How to confirm PGO is actually doing something

Because PGO is silent by design, the natural question is how you know it is working. Two approaches.

The first is to look at the machine code. Setting DOTNET_JitDisasm to a method name dumps the tier 1 assembly, and a method that has been through GDV shows a telltale shape: a type comparison, a fast inlined path, and a fall-through call. If you disable PGO and re-dump, the guard and the inlined body disappear and you are left with a plain virtual call. That before-and-after is the clearest proof the profile changed the output.

# .NET 11 SDK 11.0.100. Dump the JIT's assembly for a specific method,
# then compare with DOTNET_TieredPGO=0 to see the guarded fast path vanish.
DOTNET_JitDisasm=Sum DOTNET_TieredPGO=1 ./myapp

The second approach is to measure throughput properly, which means measuring steady-state tier 1 code and not the tier 0 warmup that precedes it. Do not hand-roll a Stopwatch loop; use BenchmarkDotNet, which warms up until timings stabilize and can run the same benchmark with PGO on and off so you compare like with like. If you want to watch the tiering and JIT events flow past in a real process, the post on profiling a .NET app with dotnet-trace walks through capturing the runtime provider that reports each method’s optimization tier.

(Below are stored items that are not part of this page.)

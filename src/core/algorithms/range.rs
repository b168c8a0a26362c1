//! Minimal covers of contiguous leaf-cell ranges.

use s2::cellid::CellID;

use crate::core::cell_union::{CellUnion, CellUnionError};

impl CellUnion {
    /// Builds the minimal normalized union covering exactly the leaf cells
    /// from `min_id` through `max_id`, inclusive.
    ///
    /// The cover is produced in Hilbert order by repeatedly emitting the
    /// largest cell that starts at the current position and still fits in
    /// the remaining window; cells grow toward the middle of the range and
    /// shrink again near its end.
    ///
    /// # Errors
    ///
    /// Returns [`CellUnionError::NonLeafRange`] unless both bounds are leaf
    /// cells, and [`CellUnionError::InvertedRange`] if `min_id > max_id`.
    pub fn from_min_max(min_id: CellID, max_id: CellID) -> Result<Self, CellUnionError> {
        if !min_id.is_leaf() || !max_id.is_leaf() {
            return Err(CellUnionError::NonLeafRange {
                min: min_id,
                max: max_id,
            });
        }
        if min_id > max_id {
            return Err(CellUnionError::InvertedRange {
                min: min_id,
                max: max_id,
            });
        }

        let mut ids = Vec::new();
        let mut pos = min_id;
        while pos <= max_id {
            // Grow pos into the largest ancestor that still starts at pos
            // and whose leaf range stays inside the window.
            let mut cell = pos;
            while !cell.is_face() {
                let parent = cell.immediate_parent();
                if parent.range_min() != pos || parent.range_max() > max_id {
                    break;
                }
                cell = parent;
            }
            ids.push(cell);
            pos = cell.range_max().next();
        }
        // Sorted, disjoint, and maximally collapsed by construction: a
        // complete sibling family would have been emitted as its parent.
        Ok(CellUnion { ids })
    }

    /// Builds the minimal normalized union covering the half-open leaf range
    /// `[begin, end)`. If `begin == end` the result is empty.
    ///
    /// # Errors
    ///
    /// Returns [`CellUnionError::NonLeafRange`] unless both bounds are leaf
    /// cells, and [`CellUnionError::InvertedRange`] if `begin > end`.
    pub fn from_begin_end(begin: CellID, end: CellID) -> Result<Self, CellUnionError> {
        if !begin.is_leaf() || !end.is_leaf() {
            return Err(CellUnionError::NonLeafRange {
                min: begin,
                max: end,
            });
        }
        if begin > end {
            return Err(CellUnionError::InvertedRange {
                min: begin,
                max: end,
            });
        }
        if begin == end {
            return Ok(CellUnion::new());
        }
        Self::from_min_max(begin, end.prev())
    }
}

#[cfg(test)]
mod tests {
    use super::*;
    use s2::cellid::MAX_LEVEL;

    #[test]
    fn full_face_range_collapses_to_the_face_cell() {
        let face = CellID::from_face(0);
        let cover = CellUnion::from_min_max(face.range_min(), face.range_max()).unwrap();
        assert_eq!(cover.cells(), &[face]);
    }

    #[test]
    fn whole_sphere_range() {
        let min = CellID::from_face(0).range_min();
        let max = CellID::from_face(5).range_max();
        let cover = CellUnion::from_min_max(min, max).unwrap();
        let faces: Vec<CellID> = (0..6).map(CellID::from_face).collect();
        assert_eq!(cover.cells(), faces.as_slice());
    }

    #[test]
    fn single_leaf_range() {
        let leaf = CellID::from_face(3).child_begin_at_level(MAX_LEVEL);
        let cover = CellUnion::from_min_max(leaf, leaf).unwrap();
        assert_eq!(cover.cells(), &[leaf]);
        assert_eq!(cover.leaf_cells_covered(), 1);
    }

    #[test]
    fn misaligned_range_tiles_with_mixed_levels() {
        // Skip the very first leaf of the face: the cover must tile the rest
        // with progressively larger cells, never re-including the gap.
        let face = CellID::from_face(2);
        let min = face.range_min().next();
        let max = face.range_max();
        let cover = CellUnion::from_min_max(min, max).unwrap();

        assert!(cover.is_normalized());
        assert!(!cover.contains_cellid(face.range_min()));
        assert!(cover.contains_cellid(max));
        assert_eq!(cover.leaf_cells_covered(), (1u64 << 60) - 1);
    }

    #[test]
    fn leaf_count_matches_id_arithmetic() {
        // Leaf ids advance by two in the raw encoding.
        let base = CellID::from_face(1).child_begin_at_level(MAX_LEVEL);
        let min = base.next().next();
        let max = min.advance(997);
        let cover = CellUnion::from_min_max(min, max).unwrap();
        assert_eq!(cover.leaf_cells_covered(), 998);
        assert_eq!(cover.leaf_cells_covered(), (max.0 - min.0) / 2 + 1);
    }

    #[test]
    fn begin_end_is_half_open() {
        let begin = CellID::from_face(0).child_begin_at_level(MAX_LEVEL);
        assert!(CellUnion::from_begin_end(begin, begin).unwrap().is_empty());

        let end = begin.advance(4);
        let cover = CellUnion::from_begin_end(begin, end).unwrap();
        assert_eq!(cover.leaf_cells_covered(), 4);
        assert!(cover.contains_cellid(end.prev()));
        assert!(!cover.contains_cellid(end));
    }

    #[test]
    fn range_preconditions_are_reported() {
        let face = CellID::from_face(0);
        let leaf = face.child_begin_at_level(MAX_LEVEL);

        assert!(matches!(
            CellUnion::from_min_max(face, leaf),
            Err(CellUnionError::NonLeafRange { .. })
        ));
        assert!(matches!(
            CellUnion::from_min_max(leaf.next(), leaf),
            Err(CellUnionError::InvertedRange { .. })
        ));
        assert!(matches!(
            CellUnion::from_begin_end(leaf.next(), leaf),
            Err(CellUnionError::InvertedRange { .. })
        ));
    }
}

The mental model to keep: PGO is the reason .NET’s “compile hot methods twice” design produces code a static compiler cannot match, because the second compile is informed by a profile of your real workload. On .NET 8 and later it is already on, already adapting, and already paying for itself. You do not need to opt in. You only need to know it is there, so that when you benchmark, you measure the optimized tier and credit the profile with the speed it earned.